Locations of microphones (e.g., microphones 300 in the array 10) can be based upon known locations of interference between voice input(s) 20, environmental sounds, and the physical construction of the speaker system (e.g., speaker system 200). That is, this asymmetric configuration of microphones 300 in the array 10 can be based at least in part upon a consistency in directivity index across all beams formed from the audio input at microphones 300 in the array 10. In some cases, the number of beams formed from microphone inputs is fixed, and can be used to iteratively calculate directivity index for all beams at a plurality of positions. According to some example implementations, twelve (12) beams are formed using the array 10. Locations of microphones can be based upon an acceptable deviation in directivity index from a reference array, such as an array generating twelve beams with equally azimuthal spaced microphones (e.g., at look directions every 30 degrees around a circle). In a particular example, microphone locations are determined such that a plane wave arriving at each microphone 300 from any direction will have different path lengths, such that the magnitude and phase differences between the microphones 300 support beamforming for each desired look direction.
Additionally, acoustic shadowing resulting from sound scattered off of a housing having a distinct cross-sectional shape from its corresponding microphone array can negatively affect beamforming, e.g., where an azimuthal symmetrical arrangement of microphones is employed in non-circular housing. As such, the asymmetric configuration of microphones 300 in array 10 (within a non-circular housing) can enhance beamforming when compared with the conventional, symmetrical array within a non-circular housing.

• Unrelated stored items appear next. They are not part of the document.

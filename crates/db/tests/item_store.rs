//! Integration tests for the item collection store.
//!
//! Exercises per-key upsert/delete semantics, batch fan-out, and
//! last-write-wins ordering against a real database.

use std::collections::BTreeSet;

use nook_core::password::{generate_salt, hash_password};
use nook_core::types::{ItemKey, UserId};
use nook_db::models::item::ItemPatch;
use nook_db::models::user::CreateUser;
use nook_db::repositories::{ItemRepo, UserRepo};
use sqlx::PgPool;
use uuid::Uuid;

// ---------------------------------------------------------------------------
// Helpers
// ---------------------------------------------------------------------------

async fn create_user(pool: &PgPool, username: &str) -> UserId {
    let salt = generate_salt();
    let input = CreateUser {
        id: Uuid::new_v4(),
        username: username.to_string(),
        email: None,
        password_hash: hash_password("pw", &salt),
        password_salt: salt,
        create_time: None,
    };
    UserRepo::create(pool, &input)
        .await
        .expect("user creation should succeed")
        .id
}

fn variants(values: &[i32]) -> BTreeSet<i32> {
    values.iter().copied().collect()
}

// ---------------------------------------------------------------------------
// Single-key writes
// ---------------------------------------------------------------------------

#[sqlx::test(migrations = "../../db/migrations")]
async fn test_second_status_overwrites_first(pool: PgPool) {
    let user = create_user(&pool, "overwrite").await;
    let key = ItemKey::new(user, "lamp", 0);

    let first = ItemRepo::upsert_status(&pool, &key, 1).await.unwrap();
    let second = ItemRepo::upsert_status(&pool, &key, 2).await.unwrap();

    let stored = ItemRepo::find(&pool, &key).await.unwrap().unwrap();
    assert_eq!(stored.status, Some(2));
    assert!(second.update_time >= first.update_time);
    assert_eq!(stored.update_time, second.update_time);
}

#[sqlx::test(migrations = "../../db/migrations")]
async fn test_same_status_twice_is_idempotent(pool: PgPool) {
    let user = create_user(&pool, "idempotent").await;
    let key = ItemKey::new(user, "lamp", 0);

    let first = ItemRepo::upsert_status(&pool, &key, 3).await.unwrap();
    let second = ItemRepo::upsert_status(&pool, &key, 3).await.unwrap();

    assert_eq!(second.status, Some(3));
    assert_eq!(second.note, None);
    assert!(second.update_time >= first.update_time, "update_time still advances");
    assert_eq!(ItemRepo::list_for_user(&pool, user).await.unwrap().len(), 1);
}

#[sqlx::test(migrations = "../../db/migrations")]
async fn test_note_on_new_key_leaves_status_unset(pool: PgPool) {
    let user = create_user(&pool, "notefirst").await;
    let key = ItemKey::new(user, "shirt", 3);

    let created = ItemRepo::upsert_note(&pool, &key, "hello").await.unwrap();
    assert_eq!(created.status, None);
    assert_eq!(created.note.as_deref(), Some("hello"));

    let updated = ItemRepo::upsert_status(&pool, &key, 2).await.unwrap();
    assert_eq!(updated.status, Some(2));
    assert_eq!(updated.note.as_deref(), Some("hello"), "status write must keep note");
}

#[sqlx::test(migrations = "../../db/migrations")]
async fn test_status_and_note_merge(pool: PgPool) {
    let user = create_user(&pool, "merge").await;
    let key = ItemKey::new(user, "chair", 1);

    ItemRepo::upsert_status(&pool, &key, 4).await.unwrap();
    ItemRepo::upsert_note(&pool, &key, "trade for a lamp").await.unwrap();

    let stored = ItemRepo::find(&pool, &key).await.unwrap().unwrap();
    assert_eq!(stored.status, Some(4), "note write must keep status");
    assert_eq!(stored.note.as_deref(), Some("trade for a lamp"));
}

#[sqlx::test(migrations = "../../db/migrations")]
async fn test_patch_with_both_columns(pool: PgPool) {
    let user = create_user(&pool, "patch").await;
    let key = ItemKey::new(user, "rug", 0);

    let patch = ItemPatch {
        status: Some(1),
        note: Some("both".into()),
    };
    let record = ItemRepo::upsert(&pool, &key, &patch).await.unwrap();
    assert_eq!(record.status, Some(1));
    assert_eq!(record.note.as_deref(), Some("both"));
}

#[sqlx::test(migrations = "../../db/migrations")]
async fn test_keys_are_scoped_per_user(pool: PgPool) {
    let alice = create_user(&pool, "alice").await;
    let bob = create_user(&pool, "bob").await;

    ItemRepo::upsert_status(&pool, &ItemKey::new(alice, "lamp", 0), 1)
        .await
        .unwrap();
    ItemRepo::upsert_status(&pool, &ItemKey::new(bob, "lamp", 0), 2)
        .await
        .unwrap();

    let alice_items = ItemRepo::list_for_user(&pool, alice).await.unwrap();
    let bob_items = ItemRepo::list_for_user(&pool, bob).await.unwrap();
    assert_eq!(alice_items.len(), 1);
    assert_eq!(alice_items[0].status, Some(1));
    assert_eq!(bob_items[0].status, Some(2));
}

// ---------------------------------------------------------------------------
// Delete
// ---------------------------------------------------------------------------

#[sqlx::test(migrations = "../../db/migrations")]
async fn test_delete_removes_row(pool: PgPool) {
    let user = create_user(&pool, "deleter").await;
    let key = ItemKey::new(user, "lamp", 0);
    ItemRepo::upsert_status(&pool, &key, 1).await.unwrap();

    let removed = ItemRepo::delete(&pool, &key).await.unwrap();

    assert!(removed);
    assert!(ItemRepo::find(&pool, &key).await.unwrap().is_none());
}

#[sqlx::test(migrations = "../../db/migrations")]
async fn test_delete_absent_key_is_noop(pool: PgPool) {
    let user = create_user(&pool, "noop").await;
    let other = ItemKey::new(user, "lamp", 1);
    ItemRepo::upsert_status(&pool, &other, 1).await.unwrap();
    let before = ItemRepo::list_for_user(&pool, user).await.unwrap();

    let removed = ItemRepo::delete(&pool, &ItemKey::new(user, "lamp", 0))
        .await
        .expect("deleting an absent key must succeed");

    assert!(!removed);
    assert_eq!(ItemRepo::list_for_user(&pool, user).await.unwrap(), before);
}

// ---------------------------------------------------------------------------
// Batch
// ---------------------------------------------------------------------------

#[sqlx::test(migrations = "../../db/migrations")]
async fn test_batch_writes_every_variant(pool: PgPool) {
    let user = create_user(&pool, "batcher").await;

    let report =
        ItemRepo::batch_upsert_status(&pool, user, "shirt", 2, &variants(&[1, 2, 3])).await;

    assert!(report.is_complete());
    assert_eq!(report.applied, vec![1, 2, 3]);
    let items = ItemRepo::list_for_user(&pool, user).await.unwrap();
    assert_eq!(items.len(), 3);
    assert!(items.iter().all(|i| i.item_id == "shirt" && i.status == Some(2)));
}

#[sqlx::test(migrations = "../../db/migrations")]
async fn test_batch_leaves_omitted_variants_alone(pool: PgPool) {
    let user = create_user(&pool, "partial").await;
    ItemRepo::batch_upsert_status(&pool, user, "shirt", 2, &variants(&[1, 2, 3])).await;
    let before = ItemRepo::find(&pool, &ItemKey::new(user, "shirt", 2))
        .await
        .unwrap()
        .unwrap();

    let report = ItemRepo::batch_upsert_status(&pool, user, "shirt", 5, &variants(&[1, 3])).await;

    assert!(report.is_complete());
    let after = ItemRepo::find(&pool, &ItemKey::new(user, "shirt", 2))
        .await
        .unwrap()
        .unwrap();
    assert_eq!(after, before, "variant 2 was not in the batch");
    let v1 = ItemRepo::find(&pool, &ItemKey::new(user, "shirt", 1))
        .await
        .unwrap()
        .unwrap();
    assert_eq!(v1.status, Some(5));
}

#[sqlx::test(migrations = "../../db/migrations")]
async fn test_batch_reports_partial_failure(pool: PgPool) {
    let user = create_user(&pool, "failing").await;

    // -1 violates the variant check constraint; 0 and 4 must still land.
    let report =
        ItemRepo::batch_upsert_status(&pool, user, "lamp", 1, &variants(&[-1, 0, 4])).await;

    assert!(!report.is_complete());
    assert_eq!(report.applied, vec![0, 4]);
    assert_eq!(report.failed.len(), 1);
    assert_eq!(report.failed[0].variant, -1);
    assert_eq!(ItemRepo::list_for_user(&pool, user).await.unwrap().len(), 2);
}

// ---------------------------------------------------------------------------
// Concurrency
// ---------------------------------------------------------------------------

#[sqlx::test(migrations = "../../db/migrations")]
async fn test_concurrent_writes_last_to_commit_wins(pool: PgPool) {
    let user = create_user(&pool, "racer").await;
    let key = ItemKey::new(user, "lamp", 0);

    let (a, b) = tokio::join!(
        ItemRepo::upsert_status(&pool, &key, 1),
        ItemRepo::upsert_status(&pool, &key, 2),
    );
    let a = a.unwrap();
    let b = b.unwrap();

    let stored = ItemRepo::find(&pool, &key).await.unwrap().unwrap();
    assert_eq!(stored.update_time, a.update_time.max(b.update_time));
    if a.update_time == b.update_time {
        assert!(stored.status == a.status || stored.status == b.status);
    } else {
        let latest = if a.update_time > b.update_time { &a } else { &b };
        assert_eq!(stored.status, latest.status);
    }
}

In various implementations, components described as being “coupled” to one another can be joined along one or more interfaces. In some implementations, these interfaces can include junctions between distinct components, and in other cases, these interfaces can include a solidly and/or integrally formed interconnection. That is, in some cases, components that are “coupled” to one another can be simultaneously formed to define a single continuous member. However, in other implementations, these coupled components can be formed as separate members and be subsequently joined through known processes (e.g., soldering, fastening, ultrasonic welding, bonding). In various implementations, electronic components described as being “coupled” can be linked via conventional hard-wired and/or wireless means such that these electronic components can communicate data with one another. Additionally, sub-components within a given component can be considered to be linked via conventional pathways, which may not necessarily be illustrated.
A number of implementations have been described. Nevertheless, it will be understood that additional modifications may be made without departing from the scope of the inventive concepts described herein, and, accordingly, other implementations are within the scope of the following claims.